# Task instructions
Extract, from the records beneath this instruction, each line that contains the word "Debug".

# Supplied material
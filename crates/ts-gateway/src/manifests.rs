//! Package manifests discovered in the materialized workspace.
//!
//! The registry is built once at initialize from the directories the
//! materializer recorded and is immutable afterwards.

use std::path::PathBuf;

use serde_json::Value;
use tower_lsp::lsp_types::Url;
use tracing::warn;

use crate::error::{GatewayError, Result};
use crate::uris::WorkspaceRoots;

/// Subset of `package.json` the gateway reads. Rewrites go through raw
/// JSON so unknown fields survive untouched.
#[derive(Debug, Clone, Default, serde::Deserialize)]
#[serde(rename_all = "camelCase")]
pub struct PackageManifest {
    pub name: Option<String>,
    pub version: Option<String>,
    #[serde(default)]
    pub dependencies: serde_json::Map<String, Value>,
    #[serde(default)]
    pub dev_dependencies: serde_json::Map<String, Value>,
    pub types: Option<Value>,
    pub typings: Option<Value>,
    pub repository: Option<Repository>,
    pub git_head: Option<String>,
}

#[derive(Debug, Clone, serde::Deserialize)]
#[serde(untagged)]
pub enum Repository {
    Url(String),
    Info {
        url: Option<String>,
        directory: Option<String>,
    },
}

impl PackageManifest {
    pub fn parse(bytes: &[u8]) -> Result<Self> {
        serde_json::from_slice(bytes)
            .map_err(|err| GatewayError::mapping(format!("malformed package.json: {err}")))
    }

    pub fn repository_url(&self) -> Option<String> {
        match self.repository.as_ref()? {
            Repository::Url(url) => Some(url.clone()),
            Repository::Info { url, .. } => url.clone(),
        }
    }

    pub fn repository_directory(&self) -> Option<String> {
        match self.repository.as_ref()? {
            Repository::Url(_) => None,
            Repository::Info { directory, .. } => directory.clone(),
        }
    }

    /// Whether this manifest declares `package` as a direct dependency.
    pub fn declares(&self, package: &str) -> bool {
        self.dependencies.contains_key(package) || self.dev_dependencies.contains_key(package)
    }
}

/// A directory inside the workspace that holds a `package.json`, with
/// its URI in both namespaces.
#[derive(Debug, Clone)]
pub struct ManifestEntry {
    /// Directory path relative to the workspace root; empty for the root
    /// itself.
    pub rel_dir: String,
    /// Directory URI under `httpRoot`, trailing slash.
    pub http_dir: Url,
    /// Directory URI under `fileRoot`, trailing slash.
    pub file_dir: Url,
    /// Filesystem directory.
    pub dir_path: PathBuf,
    pub manifest: PackageManifest,
}

#[derive(Debug, Default)]
pub struct ManifestRegistry {
    entries: Vec<ManifestEntry>,
}

impl ManifestRegistry {
    /// Reads each recorded manifest directory. A manifest that fails to
    /// parse keeps its entry with empty dependency tables.
    pub fn build(roots: &WorkspaceRoots, rel_dirs: &[String]) -> Result<Self> {
        let mut entries = Vec::with_capacity(rel_dirs.len());
        for rel_dir in rel_dirs {
            let (http_dir, file_dir) = if rel_dir.is_empty() {
                (roots.http_root().clone(), roots.file_root().clone())
            } else {
                let suffixed = format!("{rel_dir}/");
                let http_dir = roots.http_root().join(&suffixed).map_err(|err| {
                    GatewayError::mapping(format!("bad manifest directory {rel_dir}: {err}"))
                })?;
                let file_dir = roots.file_root().join(&suffixed).map_err(|err| {
                    GatewayError::mapping(format!("bad manifest directory {rel_dir}: {err}"))
                })?;
                (http_dir, file_dir)
            };
            let dir_path = if rel_dir.is_empty() {
                roots.file_root_path().to_path_buf()
            } else {
                roots.file_root_path().join(rel_dir)
            };

            let manifest_path = dir_path.join("package.json");
            let manifest = match std::fs::read(&manifest_path) {
                Ok(bytes) => PackageManifest::parse(&bytes).unwrap_or_else(|err| {
                    warn!("{}: {err}", manifest_path.display());
                    PackageManifest::default()
                }),
                Err(err) => {
                    warn!("cannot read {}: {err}", manifest_path.display());
                    PackageManifest::default()
                }
            };

            entries.push(ManifestEntry {
                rel_dir: rel_dir.clone(),
                http_dir,
                file_dir,
                dir_path,
                manifest,
            });
        }
        Ok(Self { entries })
    }

    /// Entries whose directory is a prefix of `uri`, in either namespace.
    pub fn parents_of(&self, uri: &Url) -> Vec<&ManifestEntry> {
        self.entries
            .iter()
            .filter(|entry| {
                uri.as_str().starts_with(entry.http_dir.as_str())
                    || uri.as_str().starts_with(entry.file_dir.as_str())
            })
            .collect()
    }

    /// Entries whose manifest declares `package` in `dependencies` or
    /// `devDependencies`.
    pub fn declared_in(&self, package: &str) -> Vec<&ManifestEntry> {
        self.entries
            .iter()
            .filter(|entry| entry.manifest.declares(package))
            .collect()
    }

    /// Snapshot for concurrent traversal.
    pub fn entries(&self) -> &[ManifestEntry] {
        &self.entries
    }
}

# Result for this exercise
#[derive(Debug, Clone, Default, serde::Deserialize)]
#[derive(Debug, Clone, serde::Deserialize)]
#[derive(Debug, Clone)]
#[derive(Debug, Default)]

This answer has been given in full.